Try it: Gather all lines with "format" from the records.

*** Begin section ***

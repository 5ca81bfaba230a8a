//! Shared User-Agent string for provider and transport HTTP clients.

/// Project URL for User-Agent identification.
const PROJECT_UA_URL: &str = "https://github.com/hostfetch/hostfetch";

/// Default User-Agent for every outgoing request.
#[must_use]
pub(crate) fn default_user_agent() -> String {
    let version = env!("CARGO_PKG_VERSION");
    format!("hostfetch/{version} (+{PROJECT_UA_URL})")
}

#[cfg(test)]
mod tests {
    use super::*;

    #[test]
    fn test_user_agent_contains_version_and_url() {
        let ua = default_user_agent();
        assert!(ua.contains(PROJECT_UA_URL), "UA must contain project URL");
        assert_eq!(
            ua.strip_prefix("hostfetch/")
                .and_then(|s| s.split(' ').next()),
            Some(env!("CARGO_PKG_VERSION")),
            "UA must contain crate version: {ua}"
        );
    }
}
//! Shared utilities for provider modules: host matching, URL rebasing and scraping helpers.

use regex::Regex;
use url::Url;

/// Compiles a regex at static init; panics on invalid pattern.
pub(crate) fn compile_static_regex(pattern: &str) -> Regex {
    Regex::new(pattern).unwrap_or_else(|e| panic!("invalid static regex '{pattern}': {e}"))
}

/// Normalizes a host string: lowercases, then strips a leading "www." and trailing '.'.
#[must_use]
pub(crate) fn canonical_host(host: &str) -> String {
    host.trim()
        .to_ascii_lowercase()
        .trim_start_matches("www.")
        .trim_end_matches('.')
        .to_string()
}

/// Returns true if the URL's host is `domain` or a subdomain of it.
#[must_use]
pub(crate) fn host_matches(url: &Url, domain: &str) -> bool {
    let Some(host) = url.host_str() else {
        return false;
    };
    let host = canonical_host(host);
    let domain = canonical_host(domain);
    host == domain || host.ends_with(&format!(".{domain}"))
}

/// Returns true for http(s) URLs.
#[must_use]
pub(crate) fn is_http_url(url: &Url) -> bool {
    matches!(url.scheme(), "http" | "https") && url.host_str().is_some()
}

/// Returns the non-empty path segments of `url`.
#[must_use]
pub(crate) fn path_segments(url: &Url) -> Vec<&str> {
    url.path_segments()
        .map(|segments| segments.filter(|s| !s.is_empty()).collect())
        .unwrap_or_default()
}

/// Moves `url`'s path and query onto `base`.
///
/// Scraping providers fetch the user's URL; tests point them at a mock
/// server by rebasing onto its address.
#[must_use]
pub(crate) fn rebase(url: &Url, base: &Url) -> Url {
    let mut rebased = base.clone();
    let prefix = base.path().trim_end_matches('/');
    rebased.set_path(&format!("{prefix}{}", url.path()));
    rebased.set_query(url.query());
    rebased
}

/// Joins an API endpoint path onto a base URL that may carry its own path prefix.
#[must_use]
pub(crate) fn endpoint(base: &Url, path: &str) -> Url {
    let mut url = base.clone();
    let prefix = base.path().trim_end_matches('/');
    url.set_path(&format!("{prefix}/{}", path.trim_start_matches('/')));
    url
}

/// Resolves a possibly relative URL string against a base URL.
#[must_use]
pub(crate) fn absolutize_url(value: &str, base_url: &Url) -> Option<Url> {
    if value.starts_with("//") {
        return Url::parse(&format!("{}:{value}", base_url.scheme())).ok();
    }
    base_url.join(value).ok()
}

/// Returns the first capture of `regex` in `html`, trimmed.
#[must_use]
pub(crate) fn first_capture(html: &str, regex: &Regex) -> Option<String> {
    regex
        .captures(html)
        .and_then(|caps| caps.get(1).map(|m| m.as_str().trim().to_string()))
}

/// Returns true if the status means the session or credentials were rejected.
#[must_use]
pub(crate) fn is_auth_rejected_status(status: u16) -> bool {
    matches!(status, 401 | 403)
}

*** End section ***

Task output:
    format!("hostfetch/{version} (+{PROJECT_UA_URL})")
    host == domain || host.ends_with(&format!(".{domain}"))
    rebased.set_path(&format!("{prefix}{}", url.path()));
    url.set_path(&format!("{prefix}/{}", path.trim_start_matches('/')));
        return Url::parse(&format!("{}:{value}", base_url.scheme())).ok();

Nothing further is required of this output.